After several years of teaching at the University of Seville and working as a philosophical consultant, he decided to change tack. “I realized that many of my clients would not need to come here if they had more critical thinking tools and philosophical habits to face the dilemmas for which they were coming in,” he says. As a result, he chose to replace individual visits with philosophical prevention workshops. The Center for Practical Wisdom at the University of Chicago funded him to launch philosophy workshops in prisons. It was the germ of what would later become the BOECIO project.

This is based on four objectives: strengthening critical thinking, improving interpersonal relationships, managing emotions and increasing the resilience of people deprived of liberty. There are several sets of workshops, each focused on a specific exercise. For example, critical thinking proposes a reverse debate, where participants must defend an opinion contrary to their own. In another type of activity, the objective is for participants to realize that their emotions depend on the way they interpret reality. For example, photos are exchanged in which someone is seen eating chocolate and a cockroach. Participants then reflect on the construction of disgust and the rejection that the second image universally provokes.

The Spanish researcher emphasizes that his workshops do not seek to turn philosophy into a tool to make his patients more functional and productive within the system. “Certain philosophically-oriented therapies or trends such as modern stoicism are often pre-configured with specific objectives that do not necessarily benefit the individual, but rather companies or the health system. Our goal is to promote autonomy and allow people to develop their own thinking, and ensure that their goals and objectives are not imposed by an external power,” he says.

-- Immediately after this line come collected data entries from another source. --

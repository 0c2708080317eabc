use core::fmt;
use core::num::NonZeroU32;

/// Compact, stable identifier for an element position in a beamline.
///
/// - `u32` keeps memory small
/// - `NonZero` enables `Option<ElementId>` to be pointer-optimized
#[derive(Clone, Copy, PartialEq, Eq, Hash, PartialOrd, Ord)]
pub struct ElementId(NonZeroU32);

impl ElementId {
    /// Largest index that has an id.
    pub const MAX_INDEX: usize = (u32::MAX - 1) as usize;

    /// Create an id from a 0-based index by storing index+1.
    ///
    /// Returns `None` past [`ElementId::MAX_INDEX`].
    pub fn from_index(index: usize) -> Option<Self> {
        u32::try_from(index)
            .ok()
            .and_then(|i| i.checked_add(1))
            .and_then(NonZeroU32::new)
            .map(Self)
    }

    /// Recover the 0-based index.
    pub fn index(self) -> usize {
        (self.0.get() - 1) as usize
    }
}

impl fmt::Debug for ElementId {
    fn fmt(&self, f: &mut fmt::Formatter<'_>) -> fmt::Result {
        write!(f, "ElementId({})", self.index())
    }
}

impl fmt::Display for ElementId {
    fn fmt(&self, f: &mut fmt::Formatter<'_>) -> fmt::Result {
        write!(f, "{}", self.index())
    }
}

He criticizes the notion of positive thinking as a construct of capitalist society designed to increase worker productivity. He calls it superficial and manipulative. Faced with the tendency to avoid feelings of angst, he believes that philosophy should help people explore it and use it as a resource for self-discovery and recovery of one’s own existence: “Our society labels anguish as something negative, but in reality it is an inherent aspect of being human that, properly harnessed, can become a valuable resource to recover personal authenticity and overcome existential blindness.”